= Ritual of the Bacabs =

Maya manuscript containing incantations

Ritual of the Bacabs is the name given to a manuscript from the Yucatán containing shamanistic incantations written in the Yucatec Maya language. The manuscript was given its name by Mayanist William E. Gates due to the frequent mentioning of the Maya deities known as the Bacabs. A printed indulgence on the last pages dates it to 1779.

==Background==
The manuscript has been dated at the end of the 18th century, though this is not certain. The style of writing in the manuscript suggests that much of the information included was copied from older works. The work references many figures in Maya mythology who are for the most part unknown from other works.

The manuscript was discovered in the winter of 1914-1915 by Frederic J. Smith through unknown circumstances. William Gates acquired it soon after, and gave it the name by which it is known by today. Athlete Robert Garrett purchased it from Gates in 1930. In 1942, Garrett gave it to Princeton's Institute for Advanced Study. It would later join Garrett's other contributions to the Princeton University Library in 1949, where it remains today.

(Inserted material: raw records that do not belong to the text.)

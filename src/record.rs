//! Record types and their field tables.
//!
//! A record exposes its declared fields as an ordered table together with
//! type-erased accessors, one per field. Declaration order is the collision
//! precedence of the encoder, so the table is an explicit list rather than
//! anything derived at runtime.

use {
    crate::{Field, Flatten, Shape},
    serde::{Deserialize, Serialize, de::DeserializeOwned},
    serde_json::Value,
};

mod macros;

/// Accessor for one field of a record.
pub enum Slot<'a> {
    /// Ordinary field, written under its flat name.
    Plain(&'a dyn Plain),
    /// Field whose own fields are merged into the parent.
    Inline(&'a dyn Flatten),
    /// Ordinary field holding a record (or a sequence of records), written
    /// under its flat name with its own inline fields resolved.
    Nested(&'a dyn Flatten),
    /// Field with no accessor, always skipped.
    Skipped,
}

/// Mutable counterpart of [`Slot`].
pub enum SlotMut<'a> {
    Plain(&'a mut dyn Plain),
    Inline(&'a mut dyn Flatten),
    Nested(&'a mut dyn Flatten),
    Skipped,
}

/// A record type whose inline fields are flattened into its own level.
///
/// Usually implemented through [`record!`](crate::record!). `slots`,
/// `slots_mut` and `shapes` must return exactly one entry per element of
/// [`Record::FIELDS`], in the same order.
pub trait Record: Default + 'static {
    /// Declared fields, in declaration order.
    const FIELDS: &'static [Field];

    fn slots(&self) -> Vec<Slot<'_>>;

    fn slots_mut(&mut self) -> Vec<SlotMut<'_>>;

    fn shapes() -> Vec<Shape>;
}

/// Value of an ordinary field, converted by `serde_json` as a whole.
pub trait Plain {
    fn encode(&self) -> serde_json::Result<Value>;

    fn decode(&mut self, value: &Value) -> serde_json::Result<()>;

    /// Whether the declared type reads `null` as a value of its own, as
    /// `Option` does.
    fn nullable(&self) -> bool;
}

impl<T> Plain for T
where
    T: Serialize + DeserializeOwned,
{
    fn encode(&self) -> serde_json::Result<Value> {
        serde_json::to_value(self)
    }

    fn decode(&mut self, value: &Value) -> serde_json::Result<()> {
        <T as Deserialize>::deserialize(value).map(|value| *self = value)
    }

    fn nullable(&self) -> bool {
        <T as Deserialize>::deserialize(&Value::Null).is_ok()
    }
}
use {
    crate::{Flatten, InlineMut, inline::decode},
    serde::{
        Deserialize,
        de::{DeserializeSeed, Error as _},
    },
    serde_json::Value,
    std::any::type_name,
    tracing::instrument,
};

/// Fills the borrowed destination in place. Any serde data format works as
/// the source; its content is buffered as a [`Value`] first and then handed
/// to every inline field.
impl<'de, T> DeserializeSeed<'de> for InlineMut<'_, T>
where
    T: Flatten,
{
    type Value = ();

    #[instrument(skip_all, fields(target = type_name::<T>()))]
    fn deserialize<D>(self, deserializer: D) -> Result<Self::Value, D::Error>
    where
        D: serde::Deserializer<'de>,
    {
        Value::deserialize(deserializer)
            .and_then(|document| {
                decode::detached(|| self.0.unflatten(&document)).map_err(D::Error::custom)
            })
    }
}
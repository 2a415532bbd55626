use serde_json::Value;

serde_inline::record! {
    #[derive(Debug, Default, Clone, PartialEq)]
    pub struct DnsServerOption {
        #[tag("type")]
        pub kind: String,
        #[tag("tag")]
        pub tag: String,
        #[tag("", inline)]
        pub local: LocalDnsServerOption,
        #[tag("", inline)]
        pub udp: UdpDnsServerOption,
        #[tag("", inline)]
        pub tls: TlsDnsServerOption,
    }
}

serde_inline::record! {
    #[derive(Debug, Default, Clone, PartialEq)]
    pub struct LocalDnsServerOption {
        #[tag("prefer_go", omitempty)]
        pub prefer_go: bool,
    }
}

serde_inline::record! {
    #[derive(Debug, Default, Clone, PartialEq)]
    pub struct ServerOptions {
        #[tag("server", omitempty)]
        pub server: String,
        #[tag("server_port", omitempty)]
        pub server_port: u16,
    }
}

serde_inline::record! {
    #[derive(Debug, Default, Clone, PartialEq)]
    pub struct UdpDnsServerOption {
        #[tag("", inline)]
        pub server: ServerOptions,
        #[tag("", inline)]
        pub dialer: DialerOption,
    }
}

serde_inline::record! {
    #[derive(Debug, Default, Clone, PartialEq)]
    pub struct DialerOption {
        /// Seconds.
        #[tag("timeout", omitempty)]
        pub timeout: u64,
    }
}

serde_inline::record! {
    #[derive(Debug, Default, Clone, PartialEq)]
    pub struct TlsDnsServerOption {
        #[tag("", inline)]
        pub server: ServerOptions,
        #[tag("tls", omitempty)]
        pub tls: Option<Value>,
    }
}
//! Reads flat user documents. Every inline record sees the whole document,
//! so `city` lands in both `china` and `usa`.

mod users;

use {
    anyhow::{Context, Result},
    serde_inline::Inline,
    users::User,
};

const USERS: &str = r#"[
  {
    "id": 1,
    "name": "Alice",
    "email": "alice@example.com",
    "province": "Guangdong",
    "city": "Shenzhen"
  },
  {
    "id": 2,
    "name": "Bob",
    "email": "bob@example.com",
    "state": "California",
    "city": "Los Angeles"
  }
]"#;

fn main() -> Result<()> {
    let Inline(users) = serde_json::from_str::<Inline<Vec<Box<User>>>>(USERS).context("decoding users")?;
    users.iter().enumerate().try_for_each(|(idx, user)| {
        serde_inline::to_string(user)
            .with_context(|| format!("encoding user {idx}"))
            .map(|flat| println!("user {idx}: {flat}\n  {user:?}"))
    })
}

The text was first described by Alfred M. Tozzer in a publication from 1921. The first, and so far only, translation of the work was completed by Ralph L. Roys in 1965. Roys made his translation using photocopies provided by an employee of the Newberry Library of Chicago.

==Content==
Ritual of the Bacabs includes some forty-two main incantations, with fragmentary supplements throughout. Most of the manuscript is written in the same hand. In his translation, Roys referred to this main writer as the "Bacabs hand."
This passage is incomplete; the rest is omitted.